Beware of Social Media
Have you noticed the growing necessity to fact check everything that comes through our social media feeds? I have. When it comes to social media, please do your homework before sharing. It's simple.
Last week, there was a story coming around that claimed profiling. In the video, two police officers are questioning a black man and in the description shared around on Facebook, the police officers were shamed when they realized that the black man was an FBI agent (they found his badge in his wallet). Well, this didn't happen last week, it happened two years ago and the the man was not an FBI agent. I don't know the truth of the story, but I do know that the narrative was changed to rile people up even more. So, before sharing something you see on social media – even an image – double check to make sure that it's real.
The Future of Keep the Tail Wagging
For a long time, I've pondered over my place in the fresh food community. I feel like the odd-woman out for many reasons. I haven't always felt comfortable speaking out on things and I've felt pressured to take down blog posts when I did speak up. I don't want to rock the boat; but I also don't want to be the only person with her neck out. But after everything we've seen this past week and thinking back to my concerns, I realize that I wasn't setting my sights high enough.

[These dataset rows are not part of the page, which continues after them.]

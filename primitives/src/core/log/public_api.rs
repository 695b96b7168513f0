// Copyright (c) 2024-2025 R3BL LLC. Licensed under Apache License, Version 2.0.

use tracing::dispatcher;

use crate::{log::TracingConfig, ok};

/// Global default subscriber, which once set, can't be unset or changed.
/// - This is great for apps, like the `prim` binary.
/// - Docs for [Global default tracing
///   subscriber](https://docs.rs/tracing/latest/tracing/subscriber/fn.set_global_default.html)
///
/// Logging is **DISABLED** by **default**.
///
/// If you don't call this function w/ a value other than
/// [`tracing_core::LevelFilter::OFF`], then logging won't be enabled. It won't matter if
/// the library emits events using the [`tracing::info!`], [`tracing::debug!`], etc.
/// macros.
///
/// # Errors
///
/// Returns an error if the log file can't be created, or if a global subscriber has
/// already been installed.
pub fn try_initialize_logging_global(
    options: impl Into<TracingConfig>,
) -> miette::Result<()> {
    let it: TracingConfig = options.into();

    // Early return if the level filter is off.
    if matches!(it.get_level_filter(), tracing_core::LevelFilter::OFF) {
        return ok!();
    }

    it.install_global()
}

/// Thread local subscriber, which is thread local, and you can assign different ones
/// to different threads.
/// - This is great for tests.
/// - Docs for [Thread local tracing
///   subscriber](https://docs.rs/tracing/latest/tracing/subscriber/fn.set_default.html)
///
/// Logging is **DISABLED** by **default**. Returns `None` when the level filter is
/// [`tracing_core::LevelFilter::OFF`].
///
/// # Errors
///
/// Returns an error if the log file can't be created.
pub fn try_initialize_logging_thread_local(
    options: impl Into<TracingConfig>,
) -> miette::Result<Option<dispatcher::DefaultGuard>> {
    let it: TracingConfig = options.into();

    // Early return if the level filter is off.
    if matches!(it.get_level_filter(), tracing_core::LevelFilter::OFF) {
        return Ok(None);
    }

    it.install_thread_local().map(Some)
}

#[cfg(test)]
mod tests {
    use tracing_core::LevelFilter;

    use super::*;
    use crate::log::WriterConfig;

    #[test]
    fn test_level_filter_off_is_a_no_op() {
        let it = try_initialize_logging_thread_local(TracingConfig {
            writer_config: WriterConfig::File("never_created.log".into()),
            level_filter: LevelFilter::OFF,
        })
        .unwrap();
        assert!(it.is_none());
        assert!(!std::path::Path::new("never_created.log").exists());

        assert!(try_initialize_logging_global(LevelFilter::OFF).is_ok());
    }
}
// Copyright (c) 2025 R3BL LLC. Licensed under Apache License, Version 2.0.

use std::{fmt::{Result, Write},
          str::FromStr};

use pretty_assertions::StrComparison;
use strum::IntoEnumIterator;
use strum_macros::{Display, EnumIter, EnumString};

use super::{Transcript, golden};
use crate::{BufTextStorage, EncodedByte, EncodedBytes, InlineString, OverflowReport,
            PrimitivesError, Scalar, byte_at, byte_index, inline_string,
            is_scalar_boundary, join, ok, scalar_indices, slice_bytes};

/// Every demonstration, in the order they are run. The names are kebab case, eg:
/// `uint-overflow`.
///
/// More info:
/// - <https://docs.rs/strum_macros/latest/strum_macros/derive.EnumString.html>
/// - <https://docs.rs/strum_macros/latest/strum_macros/derive.Display.html>
/// - <https://docs.rs/strum_macros/latest/strum_macros/derive.EnumIter.html>
#[derive(Debug, Clone, Copy, PartialEq, Eq, Hash, Display, EnumIter, EnumString)]
#[strum(serialize_all = "kebab-case")]
pub enum Demo {
    /// An integer literal without a suffix is an `i32`.
    IntDefaultType,
    /// `u64::MAX + 1` wraps to `0`.
    UintOverflow,
    /// `i64::MAX + 1` wraps to `i64::MIN`.
    IntOverflow,
    /// Maximum and wraparound for every fixed width, `u8..=u128` and `i8..=i128`.
    OverflowAllWidths,
    /// `MAX + 1` under the wrapping, checked, overflowing and saturating policies.
    OverflowPolicies,
    /// A `char` is a Unicode scalar value.
    CharConstants,
    /// Indexing text by byte yields a `u8`, which may be part of a multi-byte sequence.
    StringBytes,
    /// Slicing text by byte offset can end in the middle of a scalar value.
    StringSlices,
    /// Iterating text by scalar value, with the byte offset of each one.
    StringScalars,
}

impl Demo {
    pub fn all() -> impl Iterator<Item = Demo> { Demo::iter() }

    /// Comma separated list of every demo name.
    #[must_use]
    pub fn valid_names() -> InlineString {
        let names: Vec<Demo> = Demo::all().collect();
        join!(from: names, each: it, delim: ", ", format: "{it}")
    }

    /// Look up a demo by name.
    ///
    /// # Errors
    ///
    /// Returns [`PrimitivesError::UnknownDemo`] if there is no demo called `name`.
    pub fn try_parse(name: &str) -> std::result::Result<Demo, PrimitivesError> {
        Demo::from_str(name).map_err(|_| PrimitivesError::UnknownDemo {
            name: name.to_string(),
            valid_names: Demo::valid_names().to_string(),
        })
    }

    /// The golden text block for this demo.
    #[must_use]
    pub fn expected(self) -> &'static str {
        match self {
            Demo::IntDefaultType => golden::INT_DEFAULT_TYPE,
            Demo::UintOverflow => golden::UINT_OVERFLOW,
            Demo::IntOverflow => golden::INT_OVERFLOW,
            Demo::OverflowAllWidths => golden::OVERFLOW_ALL_WIDTHS,
            Demo::OverflowPolicies => golden::OVERFLOW_POLICIES,
            Demo::CharConstants => golden::CHAR_CONSTANTS,
            Demo::StringBytes => golden::STRING_BYTES,
            Demo::StringSlices => golden::STRING_SLICES,
            Demo::StringScalars => golden::STRING_SCALARS,
        }
    }

    /// Write the lines of this demo to `acc`.
    ///
    /// # Errors
    ///
    /// Returns an error if a line can't be written.
    pub fn run(self, acc: &mut Transcript) -> Result {
        // % is Display, ? is Debug.
        tracing::debug!(message = "run demo", demo = %self);

        match self {
            Demo::IntDefaultType => {
                let count = 1000;
                acc.push_inspect(&count)
            }
            Demo::UintOverflow => acc.push_block(&OverflowReport::<u64>::at_max()),
            Demo::IntOverflow => acc.push_block(&OverflowReport::<i64>::at_max()),
            Demo::OverflowAllWidths => {
                acc.push_block(&OverflowReport::<u8>::at_max())?;
                acc.push_block(&OverflowReport::<u16>::at_max())?;
                acc.push_block(&OverflowReport::<u32>::at_max())?;
                acc.push_block(&OverflowReport::<u64>::at_max())?;
                acc.push_block(&OverflowReport::<u128>::at_max())?;
                acc.push_block(&OverflowReport::<i8>::at_max())?;
                acc.push_block(&OverflowReport::<i16>::at_max())?;
                acc.push_block(&OverflowReport::<i32>::at_max())?;
                acc.push_block(&OverflowReport::<i64>::at_max())?;
                acc.push_block(&OverflowReport::<i128>::at_max())
            }
            Demo::OverflowPolicies => {
                let mut block = BufTextStorage::new();
                OverflowReport::<u8>::at_max().write_policies_to_buf(&mut block)?;
                OverflowReport::<i8>::at_max().write_policies_to_buf(&mut block)?;
                block.lines().for_each(|line| acc.push_line(line));
                ok!()
            }
            Demo::CharConstants => {
                acc.push_inspect(&'A')?;
                acc.push_inspect(&'Ω')
            }
            Demo::StringBytes => run_string_bytes(acc),
            Demo::StringSlices => run_string_slices(acc),
            Demo::StringScalars => {
                for word in ["café", "ação"] {
                    acc.push_line(inline_string!("scalars {word:?}:").as_str());
                    write_scalar_listing(word, acc)?;
                }
                ok!()
            }
        }
    }

    /// Run this demo and collect its lines.
    ///
    /// # Errors
    ///
    /// Returns [`PrimitivesError::Format`] if a line can't be written.
    pub fn try_transcript(self) -> std::result::Result<Transcript, PrimitivesError> {
        let mut acc = Transcript::new();
        self.run(&mut acc)?;
        Ok(acc)
    }

    /// The rendered transcript of this demo.
    #[must_use]
    pub fn transcript(self) -> String {
        let mut acc = Transcript::new();
        // Lines are written to `String`s, which don't fail.
        self.run(&mut acc).ok();
        acc.to_string()
    }

    /// Compare the transcript of this demo with its golden text block.
    ///
    /// # Errors
    ///
    /// Returns [`PrimitivesError::TranscriptMismatch`], with a line diff, if they differ.
    pub fn verify(self) -> std::result::Result<(), PrimitivesError> {
        let actual = self.try_transcript()?.to_string();
        let expected = self.expected();

        if actual == expected {
            tracing::debug!(message = "verify demo", demo = %self, result = "match");
            return ok!();
        }

        let diff = StrComparison::new(expected, &actual).to_string();
        tracing::debug!(message = "verify demo", demo = %self, result = "mismatch", diff = %diff);
        Err(PrimitivesError::TranscriptMismatch {
            demo: self.to_string(),
            diff,
        })
    }
}

/// Verify every demo, stopping at the first mismatch.
///
/// # Errors
///
/// Returns the first [`PrimitivesError::TranscriptMismatch`].
pub fn verify_all() -> std::result::Result<(), PrimitivesError> {
    for demo in Demo::all() {
        demo.verify()?;
    }
    ok!()
}

/// One line per scalar value of `text`, with its byte offset and code point, eg:
/// `    index usize: [3] → char: 233 // é`. A byte that doesn't start a well formed
/// sequence is shown as a `u8`.
///
/// # Errors
///
/// Returns an error if a line can't be written.
pub fn write_scalar_listing<T>(text: &T, acc: &mut Transcript) -> Result
where
    T: AsRef<[u8]> + ?Sized,
{
    for item in scalar_indices(text) {
        acc.write_line(|line| {
            write!(line, "    index usize: [{}] → ", item.byte_index.as_usize())?;
            match item.scalar {
                Scalar::Valid(scalar) => write!(
                    line,
                    "char: {:3} // {}",
                    u32::from(scalar),
                    scalar.escape_debug()
                ),
                Scalar::Invalid(byte) => write!(line, "u8: {byte:#04x} // invalid"),
            }
        })?;
    }
    ok!()
}

fn run_string_bytes(acc: &mut Transcript) -> Result {
    let word = "café";
    acc.push_inspect(word)?;
    acc.push_labeled("word.len()", &word.len())?;
    for index in [0, 3, 4] {
        if let Some(byte) = byte_at(word, byte_index(index)) {
            let label = inline_string!("word.as_bytes()[{index}]");
            acc.push_labeled(&label, &EncodedByte(byte))?;
        }
    }
    ok!()
}

fn run_string_slices(acc: &mut Transcript) -> Result {
    let word = "café";
    acc.push_inspect(word)?;
    acc.push_labeled("word.len()", &word.len())?;
    for (label, range) in [("..3", 0..3), ("..4", 0..4), ("2..", 2..word.len())] {
        let bytes = slice_bytes(word, byte_index(range.start)..byte_index(range.end));
        let label = inline_string!("word.as_bytes()[{label}]");
        acc.push_labeled(&label, &EncodedBytes(bytes))?;
    }
    acc.push_labeled(
        "word.is_char_boundary(4)",
        &is_scalar_boundary(word, byte_index(4)),
    )
}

- I don't believe that there is only one way to feed our dogs because every dog is different.
- I don't want to demonize kibble at every turn because I feel that it alienates so many people.
- I don't think the heavy promotion of supplements is right for our pets.

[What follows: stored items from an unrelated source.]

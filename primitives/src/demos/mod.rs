// Copyright (c) 2025 R3BL LLC. Licensed under Apache License, Version 2.0.

//! The registry of demonstrations. Each [`Demo`] writes a [`Transcript`], which is
//! compared line by line with a golden text block in [`golden`].

// Attach.
pub mod demo;
pub mod golden;
pub mod transcript;

// Re-export.
pub use demo::*;
pub use transcript::*;
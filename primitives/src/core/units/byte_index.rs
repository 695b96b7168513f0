// Copyright (c) 2025 R3BL LLC. Licensed under Apache License, Version 2.0.

use std::ops::{Add, AddAssign, Deref, DerefMut};

use crate::ByteLength;

/// Represents a byte index (0-based) inside of `UTF-8` encoded text. This is a position
/// in the encoded byte sequence, not a scalar value (or [`char`]) index. In `"café"` the
/// `é` starts at byte index 3 and the text ends at byte index 5.
#[derive(Debug, Copy, Clone, Default, PartialEq, Ord, PartialOrd, Eq, Hash)]
pub struct ByteIndex(pub usize);

impl ByteIndex {
    #[must_use]
    pub fn as_usize(&self) -> usize { self.0 }
}

pub fn byte_index(arg_byte_index: impl Into<ByteIndex>) -> ByteIndex {
    arg_byte_index.into()
}

impl Deref for ByteIndex {
    type Target = usize;
    fn deref(&self) -> &Self::Target { &self.0 }
}

impl DerefMut for ByteIndex {
    fn deref_mut(&mut self) -> &mut Self::Target { &mut self.0 }
}

impl From<usize> for ByteIndex {
    fn from(it: usize) -> Self { Self(it) }
}

/// Advance a byte index by the encoded width of a scalar value.
impl Add<ByteLength> for ByteIndex {
    type Output = ByteIndex;

    fn add(self, rhs: ByteLength) -> Self::Output { Self(self.0 + rhs.as_usize()) }
}

impl AddAssign<ByteLength> for ByteIndex {
    fn add_assign(&mut self, rhs: ByteLength) { self.0 += rhs.as_usize(); }
}
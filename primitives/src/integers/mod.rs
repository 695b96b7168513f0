// Copyright (c) 2025 R3BL LLC. Licensed under Apache License, Version 2.0.

//! Fixed width integers and what happens when you add one to their maximum value.
//!
//! An unsigned `N` bit integer holds `0..=2^N - 1`, and a signed one holds
//! `-2^(N-1)..=2^(N-1) - 1` in two's complement. Adding one to the maximum overflows.
//! Plain `+` panics in debug builds and wraps in release builds, so every demonstration
//! here names its policy explicitly with [`FixedWidthInt::wrapping_increment`] and
//! friends. Wrapping is the same in every build profile.

// Attach.
pub mod fixed_width;
pub mod overflow;

// Re-export.
pub use fixed_width::*;
pub use overflow::*;
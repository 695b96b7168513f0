// Copyright (c) 2025 R3BL LLC. Licensed under Apache License, Version 2.0.

// Attach.
pub mod make_new;
pub mod sizes;

// Re-export.
pub use sizes::*;
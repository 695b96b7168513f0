// Copyright (c) 2025 R3BL LLC. Licensed under Apache License, Version 2.0.

// Attach.
pub mod friendly_random_id;
pub mod miette_setup_global_report_handler;
pub mod temp_dir;
pub mod write_to_buf;

// Re-export.
pub use friendly_random_id::*;
pub use miette_setup_global_report_handler::*;
pub use temp_dir::*;
pub use write_to_buf::*;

- I think we should look at traditional and holistic medicine to help us raise healthier dogs.
- I don't think it's a good idea to blindly follow anyone in the fresh food community; we should always do our own homework.
- I struggle with the constant bashing of the veterinarian profession.
I have been inspired by people to speak up and speak out and this is something that I will continue to do using this platform. Keep the Tail Wagging won't become a blog about race relations in America. I will continue to write about my life with dogs and raw feeding. However, I will begin to inject more of myself (my life as a dog mom) into this blog because although we love dogs more than people, this past week has shown me that we need to start loving people too.